I had the privilege of interviewing one of the leaders in the field, Professor Kevin D. Ashley, author of Artificial Intelligence and Legal Analytics: New Tools for Law Practice in the Digital Age. Professor Ashley is a Professor of Law and Intelligent Systems at the University of Pittsburgh. (CSL = me, KDA = Professor Ashley.)
CSL: What led you to developing your expertise into computer modeling of legal reasoning and cyberspace legal issues?
KDA: After practicing for five years at White & Case on Wall Street, I married a woman I had met when I was studying at Harvard Law School. She was happily teaching at Westfield State College in Massachusetts, so I moved there. Computer law was a developing field at the time; I thought that I would get a Master’s degree in computer science to have some technical background before practicing in that area. I enrolled at the University of Massachusetts at Amherst, and soon met Prof. Edwina Rissland, who was interested in applying AI to modeling reasoning with examples in mathematics and law. This was the early 80’s; I had never even heard of AI, but I was quickly hooked. For my PhD, I developed HYPO, a program that reasoned with cases in trade secret law. Given a trade secrets scenario, it made arguments for the plaintiff’s side drawing analogies to past cases. Then it responded to the arguments by distinguishing the plaintiff’s cases on behalf of the defendant and citing cases as counterexamples.
[As you can see, Professor Ashley was well ahead of his time considering he was working on applying artificial intelligence to modeling legal reasoning in the 80’s when computers were hardly a household item!]
CSL: What is the biggest misconception you think lawyers have about legal technology and computer modeling’s role in the practice of law?
KDA: I think that many lawyers may mistakenly assume that computer programs can read like humans do. Given the claims made on behalf of commercial programs, one cannot blame them if they believe that programs can read. Today, as far as I know, programs can extract certain kinds of useful semantic information from legal texts, but they are still far from being able to read these texts like humans do.
CSL: What do you see as the biggest benefits of legal analytics to the practice of law? That being said, why do you think many lawyers remain resistant to the use of legal technology?

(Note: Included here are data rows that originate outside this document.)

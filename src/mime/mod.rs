//! Message composition.
//!
//! Turns a [`PendingRequest`] into wire-ready bytes plus an SMTP envelope
//! using `lettre`'s message builder:
//!
//! ```text
//! multipart/mixed
//! ├── multipart/alternative
//! │   ├── text/plain   (if present)
//! │   └── text/html    (if present)
//! └── attachments...
//! ```

use lettre::address::Envelope;
use lettre::message::header::ContentType;
use lettre::message::{Attachment as AttachmentPart, MultiPart, SinglePart};
use lettre::Message;
use uuid::Uuid;

use crate::config::EngineConfig;
use crate::errors::{SmtpError, SmtpErrorKind, SmtpResult};
use crate::request::PendingRequest;
use crate::types::Address;

/// A composed message ready for transmission.
#[derive(Debug, Clone)]
pub struct OutgoingMessage {
    /// Message-ID header value, angle brackets included.
    pub message_id: String,
    /// SMTP envelope (MAIL FROM / RCPT TO).
    pub envelope: Envelope,
    /// RFC 5322 formatted message.
    pub formatted: Vec<u8>,
}

/// Builds [`OutgoingMessage`]s from requests.
#[derive(Debug, Clone)]
pub struct MessageComposer {
    fallback_domain: String,
}

impl MessageComposer {
    /// Creates a composer from the engine configuration.
    pub fn new(config: &EngineConfig) -> Self {
        Self {
            fallback_domain: config.fallback_domain.clone(),
        }
    }

    /// Generates a Message-ID for a message sent by `from`.
    pub fn message_id(&self, from: &Address) -> String {
        let domain = from
            .domain()
            .filter(|d| !d.is_empty())
            .unwrap_or(self.fallback_domain.as_str());
        format!("<{}@{}>", Uuid::new_v4().hyphenated(), domain)
    }

    /// Composes the message for `request`.
    pub fn compose(&self, request: &PendingRequest) -> SmtpResult<OutgoingMessage> {
        let message_id = self.message_id(&request.from);

        let mut builder = Message::builder()
            .date_now()
            .from(request.from.to_mailbox(SmtpErrorKind::InvalidFromAddress)?);
        for recipient in &request.to {
            builder = builder.to(recipient.to_mailbox(SmtpErrorKind::InvalidRecipientAddress)?);
        }
        builder = builder
            .message_id(Some(message_id.clone()))
            .subject(request.subject.as_str());

        let mut body = MultiPart::mixed().multipart(Self::alternative(request)?);
        for attachment in &request.attachments {
            let content_type = ContentType::parse(&attachment.content_type).map_err(|e| {
                SmtpError::encoding(format!(
                    "Invalid content type '{}' for {}: {}",
                    attachment.content_type, attachment.filename, e
                ))
            })?;
            body = body.singlepart(
                AttachmentPart::new(attachment.filename.clone())
                    .body(attachment.data.clone(), content_type),
            );
        }

        let message = builder.multipart(body)?;

        Ok(OutgoingMessage {
            message_id,
            envelope: message.envelope().clone(),
            formatted: message.formatted(),
        })
    }

    fn alternative(request: &PendingRequest) -> SmtpResult<MultiPart> {
        let mut parts = Vec::with_capacity(2);
        if !request.text.is_empty() {
            parts.push(SinglePart::plain(request.text.clone()));
        }
        if !request.html.is_empty() {
            parts.push(SinglePart::html(request.html.clone()));
        }

        let mut parts = parts.into_iter();
        let first = parts.next().ok_or_else(SmtpError::no_body)?;
        Ok(parts.fold(MultiPart::alternative().singlepart(first), |multipart, part| {
            multipart.singlepart(part)
        }))
    }
}

#[cfg(test)]
mod tests {
    use super::*;
    use crate::types::Attachment;

    fn composer() -> MessageComposer {
        MessageComposer::new(&EngineConfig::default())
    }

    fn request() -> PendingRequest {
        let mut request = PendingRequest::new("smtp.x.com", "Greetings");
        request.from = Address::new("Alice", "a@x.com");
        request.to.push(Address::new("", "b@y.com"));
        request.to.push(Address::new("Carol", "c@z.com"));
        request.text = "Hello".to_string();
        request
    }

    fn formatted(message: &OutgoingMessage) -> String {
        String::from_utf8_lossy(&message.formatted).into_owned()
    }

    #[test]
    fn test_message_id_uses_sender_domain() {
        let id = composer().message_id(&Address::new("", "a@x.com"));
        assert!(id.starts_with('<'));
        assert!(id.ends_with("@x.com>"));

        let uuid = &id[1..id.find('@').unwrap()];
        let groups: Vec<usize> = uuid.split('-').map(str::len).collect();
        assert_eq!(groups, vec![8, 4, 4, 4, 12]);
    }

    #[test]
    fn test_message_id_fallback_domain() {
        let id = composer().message_id(&Address::new("", "nobody"));
        assert!(id.ends_with("@example.org>"));

        let config = EngineConfig::builder().fallback_domain("mail.local").build().unwrap();
        let id = MessageComposer::new(&config).message_id(&Address::default());
        assert!(id.ends_with("@mail.local>"));
    }

    #[test]
    fn test_message_ids_are_unique() {
        let composer = composer();
        let from = Address::new("", "a@x.com");
        assert_ne!(composer.message_id(&from), composer.message_id(&from));
    }

    #[test]
    fn test_compose_headers_and_envelope() {
        let message = composer().compose(&request()).unwrap();
        let text = formatted(&message);

        assert!(text.contains("Subject: Greetings"));
        assert!(text.contains(&format!("Message-ID: {}", message.message_id)));
        assert!(text.contains("Date: "));
        assert!(text.contains("multipart/mixed"));
        assert!(text.contains("multipart/alternative"));
        assert!(text.contains("text/plain"));
        assert!(!text.contains("text/html"));
        assert_eq!(text.matches("\r\nTo: ").count(), 1);

        assert_eq!(message.envelope.from().map(|a| a.to_string()), Some("a@x.com".to_string()));
        let recipients: Vec<String> = message.envelope.to().iter().map(|a| a.to_string()).collect();
        assert_eq!(recipients, vec!["b@y.com", "c@z.com"]);
    }

    #[test]
    fn test_compose_text_before_html() {
        let mut request = request();
        request.html = "<b>Hello</b>".to_string();
        let text = formatted(&composer().compose(&request).unwrap());

        let plain = text.find("text/plain").unwrap();
        let html = text.find("text/html").unwrap();
        assert!(plain < html);
    }

    #[test]
    fn test_compose_attachments() {
        let mut request = request();
        request.attachments.push(Attachment::from_bytes("report.pdf", b"%PDF-1.4".to_vec()));
        request.attachments.push(Attachment::new("notes.txt", "text/plain", b"notes".to_vec()));
        let text = formatted(&composer().compose(&request).unwrap());

        assert!(text.contains("application/pdf"));
        assert!(text.contains("report.pdf"));
        assert!(text.contains("notes.txt"));
    }

    #[test]
    fn test_compose_rejects_bad_addresses() {
        let mut bad_from = request();
        bad_from.from = Address::new("", "not-an-address");
        assert_eq!(
            composer().compose(&bad_from).unwrap_err().kind(),
            SmtpErrorKind::InvalidFromAddress
        );

        let mut bad_to = request();
        bad_to.to.push(Address::new("", "@@"));
        assert_eq!(
            composer().compose(&bad_to).unwrap_err().kind(),
            SmtpErrorKind::InvalidRecipientAddress
        );
    }

    #[test]
    fn test_compose_rejects_bad_content_type() {
        let mut request = request();
        request.attachments.push(Attachment::new("x.bin", "not a type", vec![1]));
        assert_eq!(
            composer().compose(&request).unwrap_err().kind(),
            SmtpErrorKind::EncodingFailed
        );
    }
}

KDA: Legal analytics make possible new legal applications that will change the practice of law. By connecting computational models of legal reasoning (like HYPO and its successors) directly with legal texts, the new legal apps will support conceptual legal information retrieval that can better take into account the reasons why attorneys are seeking particular information and the uses to which they intend to put the information they retrieve. The new legal apps will support collaboration between humans and computers in which each performs the kinds of intelligent activities that they can do best. This collaboration will help attorneys formulate legal hypotheses about the strength of arguments or the likelihood of outcomes and test them against corpuses of legal texts.

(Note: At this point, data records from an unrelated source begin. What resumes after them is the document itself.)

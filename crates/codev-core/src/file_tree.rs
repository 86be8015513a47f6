//! File tree domain model.
//!
//! The file tree is the canonical in-memory representation of a project's
//! files. It is the source of truth mounted into the sandbox and persisted
//! through the remote project service. Consumers only ever observe complete
//! trees: mutation goes through [`FileTreeModel`], which swaps in a new
//! snapshot atomically while previously handed-out snapshots stay valid.

use crate::error::{CodevError, Result};
use indexmap::IndexMap;
use serde::{Deserialize, Serialize};
use std::sync::Arc;

/// A single node in the file tree.
///
/// The wire shape matches agent-delivered payloads:
/// `{"file": {"contents": "..."}}` for leaves and
/// `{"directory": {"children": {...}}}` for directories. Observed payloads
/// are flat, but nested directories are supported for forward compatibility.
#[derive(Debug, Clone, PartialEq, Eq, Serialize, Deserialize)]
#[serde(rename_all = "camelCase")]
pub enum FileNode {
    /// A file leaf with its full contents.
    File { contents: String },
    /// A directory containing a nested tree.
    Directory { children: FileTree },
}

impl FileNode {
    /// Creates a file leaf from anything string-like.
    pub fn file(contents: impl Into<String>) -> Self {
        Self::File {
            contents: contents.into(),
        }
    }

    /// Returns the file contents if this node is a leaf.
    pub fn contents(&self) -> Option<&str> {
        match self {
            Self::File { contents } => Some(contents),
            Self::Directory { .. } => None,
        }
    }
}

/// Mapping from entry name to [`FileNode`].
///
/// Entry order is preserved for display; it carries no semantic meaning.
#[derive(Debug, Clone, PartialEq, Eq, Serialize, Deserialize, Default)]
#[serde(transparent)]
pub struct FileTree(pub IndexMap<String, FileNode>);

impl FileTree {
    /// Creates an empty tree.
    pub fn new() -> Self {
        Self::default()
    }

    /// Resolves a `/`-separated path to a node.
    ///
    /// Returns `None` when any segment is missing or when a file leaf is
    /// traversed as if it were a directory.
    pub fn get(&self, path: &str) -> Option<&FileNode> {
        let mut segments = path.split('/').filter(|s| !s.is_empty());
        let first = segments.next()?;
        let mut node = self.0.get(first)?;
        for segment in segments {
            match node {
                FileNode::Directory { children } => node = children.0.get(segment)?,
                FileNode::File { .. } => return None,
            }
        }
        Some(node)
    }

    /// Creates or overwrites a single file leaf at `path`, creating
    /// intermediate directories as needed. Sibling entries are untouched.
    ///
    /// # Errors
    ///
    /// Returns an error if an intermediate segment already resolves to a
    /// file leaf.
    pub fn set_file(&mut self, path: &str, contents: impl Into<String>) -> Result<()> {
        let segments: Vec<&str> = path.split('/').filter(|s| !s.is_empty()).collect();
        let (leaf, dirs) = segments
            .split_last()
            .ok_or_else(|| CodevError::internal("empty file path"))?;

        let mut current = &mut self.0;
        for segment in dirs {
            let entry = current
                .entry(segment.to_string())
                .or_insert_with(|| FileNode::Directory {
                    children: FileTree::new(),
                });
            match entry {
                FileNode::Directory { children } => current = &mut children.0,
                FileNode::File { .. } => {
                    return Err(CodevError::internal(format!(
                        "path segment '{}' in '{}' is a file, not a directory",
                        segment, path
                    )));
                }
            }
        }

        current.insert(leaf.to_string(), FileNode::file(contents));
        Ok(())
    }

    /// Returns the number of top-level entries.
    pub fn len(&self) -> usize {
        self.0.len()
    }

    /// Returns true if the tree has no entries.
    pub fn is_empty(&self) -> bool {
        self.0.is_empty()
    }

    /// Iterates over top-level entries in insertion order.
    pub fn iter(&self) -> impl Iterator<Item = (&String, &FileNode)> {
        self.0.iter()
    }
}

/// Owner of the current file tree snapshot.
///
/// Mutations build a fresh tree and swap it in atomically; any snapshot
/// previously obtained via [`FileTreeModel::snapshot`] remains valid and
/// unchanged, so concurrent readers (sandbox mount, persistence) never
/// observe a partial tree.
#[derive(Debug, Clone, Default)]
pub struct FileTreeModel {
    current: Arc<FileTree>,
}

impl FileTreeModel {
    /// Creates a model with an empty tree.
    pub fn new() -> Self {
        Self::default()
    }

    /// Creates a model seeded with an existing tree.
    pub fn from_tree(tree: FileTree) -> Self {
        Self {
            current: Arc::new(tree),
        }
    }

    /// Returns an immutable snapshot of the current tree.
    pub fn snapshot(&self) -> Arc<FileTree> {
        Arc::clone(&self.current)
    }

    /// Resolves a path against the current snapshot.
    pub fn get(&self, path: &str) -> Option<FileNode> {
        self.current.get(path).cloned()
    }

    /// Creates or overwrites one file leaf and publishes a new snapshot.
    ///
    /// # Returns
    ///
    /// The new snapshot, for callers that want to hand it directly to a
    /// consumer (e.g. a sandbox mount) without re-reading the model.
    pub fn set_file(&mut self, path: &str, contents: impl Into<String>) -> Result<Arc<FileTree>> {
        let mut next = (*self.current).clone();
        next.set_file(path, contents)?;
        self.current = Arc::new(next);
        Ok(self.snapshot())
    }

    /// Wholesale atomic swap, used when the agent proposes a new tree.
    ///
    /// Paths present before but absent from `tree` are gone afterwards.
    pub fn replace(&mut self, tree: FileTree) {
        self.current = Arc::new(tree);
    }
}

#[cfg(test)]
mod tests {
    use super::*;

    fn tree_with(entries: &[(&str, &str)]) -> FileTree {
        let mut tree = FileTree::new();
        for (path, contents) in entries {
            tree.set_file(path, *contents).unwrap();
        }
        tree
    }

    #[test]
    fn test_set_file_last_write_wins() {
        let mut model = FileTreeModel::new();
        model.set_file("index.js", "v1").unwrap();
        model.set_file("other.js", "untouched").unwrap();
        model.set_file("index.js", "v2").unwrap();

        assert_eq!(model.get("index.js"), Some(FileNode::file("v2")));
        assert_eq!(model.get("other.js"), Some(FileNode::file("untouched")));
    }

    #[test]
    fn test_replace_drops_absent_paths() {
        let mut model = FileTreeModel::from_tree(tree_with(&[("old.js", "x")]));
        model.replace(tree_with(&[("new.js", "y")]));

        assert_eq!(model.get("new.js"), Some(FileNode::file("y")));
        assert_eq!(model.get("old.js"), None);
    }

    #[test]
    fn test_snapshot_survives_later_writes() {
        let mut model = FileTreeModel::new();
        model.set_file("a.js", "1").unwrap();
        let snapshot = model.snapshot();

        model.set_file("a.js", "2").unwrap();
        model.set_file("b.js", "3").unwrap();

        assert_eq!(snapshot.get("a.js"), Some(&FileNode::file("1")));
        assert_eq!(snapshot.get("b.js"), None);
        assert_eq!(model.get("a.js"), Some(FileNode::file("2")));
    }

    #[test]
    fn test_nested_paths_create_directories() {
        let mut tree = FileTree::new();
        tree.set_file("src/lib/util.js", "export {}").unwrap();

        assert_eq!(
            tree.get("src/lib/util.js"),
            Some(&FileNode::file("export {}"))
        );
        assert!(matches!(
            tree.get("src"),
            Some(FileNode::Directory { .. })
        ));
        assert_eq!(tree.get("src/missing.js"), None);
    }

    #[test]
    fn test_set_file_through_leaf_fails() {
        let mut tree = tree_with(&[("a.js", "1")]);
        let err = tree.set_file("a.js/nested.js", "x").unwrap_err();
        assert!(err.to_string().contains("a.js"));
        // The original leaf is untouched.
        assert_eq!(tree.get("a.js"), Some(&FileNode::file("1")));
    }

    #[test]
    fn test_wire_format_round_trip() {
        let json = r#"{"a.js":{"file":{"contents":"1"}}}"#;
        let tree: FileTree = serde_json::from_str(json).unwrap();
        assert_eq!(tree.get("a.js"), Some(&FileNode::file("1")));
        assert_eq!(serde_json::to_string(&tree).unwrap(), json);
    }

    #[test]
    fn test_insertion_order_preserved() {
        let tree = tree_with(&[("b.js", "1"), ("a.js", "2"), ("c.js", "3")]);
        let names: Vec<&String> = tree.iter().map(|(name, _)| name).collect();
        assert_eq!(names, ["b.js", "a.js", "c.js"]);
    }
}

If attorneys are resistant, I think it is understandable. A lot of claims are made for the capabilities of the new technologies, but the techniques are still the subject of on-going research. Even the methods for objectively evaluating the new capabilities are under development. Why should attorneys be any less skeptical than the researchers themselves? As with other areas of research, the more we know the more interesting questions we discover.
CSL: Do you think lawyers should develop a familiarity with building AI programs for the legal industry?
KDA: Law firms should develop a culture of legal process engineering. Firms should take stock of the data resources they have available including text corpora such as their court filings, briefs, and memoranda. They should identify the kinds of tasks and processes that could be performed if certain kinds of information could systematically be extracted from that data. Today, text analytic techniques, including natural language processing, machine learning, argument mining, and network diagrams, can help to extract and apply useful semantic information from the data. A firm could set up an AI committee of interested partners, associates, and technical staff to identify and assess the opportunities. Associates need to learn how technicians evaluate the limitations of the AI technology, as well as the potential, so that they can ask the right questions of commercial providers.
CSL: For those wanting to learn more what resources would you recommend someone look into?
KDA: Firms should connect with university researchers in computer science. Firms can hire technical graduate students in paid internships. The students can help firms understand how to pre-process textual data, apply machine learning, and evaluate the resulting ML models. Two conferences, the International Conference on Artificial Intelligence and Law and the Jurix conferences, regularly serve an active academic research community in the field of AI & Law. Their proceedings are available from ACM Press and from IOS Press. Artificial Intelligence and Law, published by Springer, is the journal of record for the field. If I may, my new book, Artificial intelligence and Legal Analytics, New Tools for Law Practice in the Digital Age, from Cambridge University Press, provides a good foundation.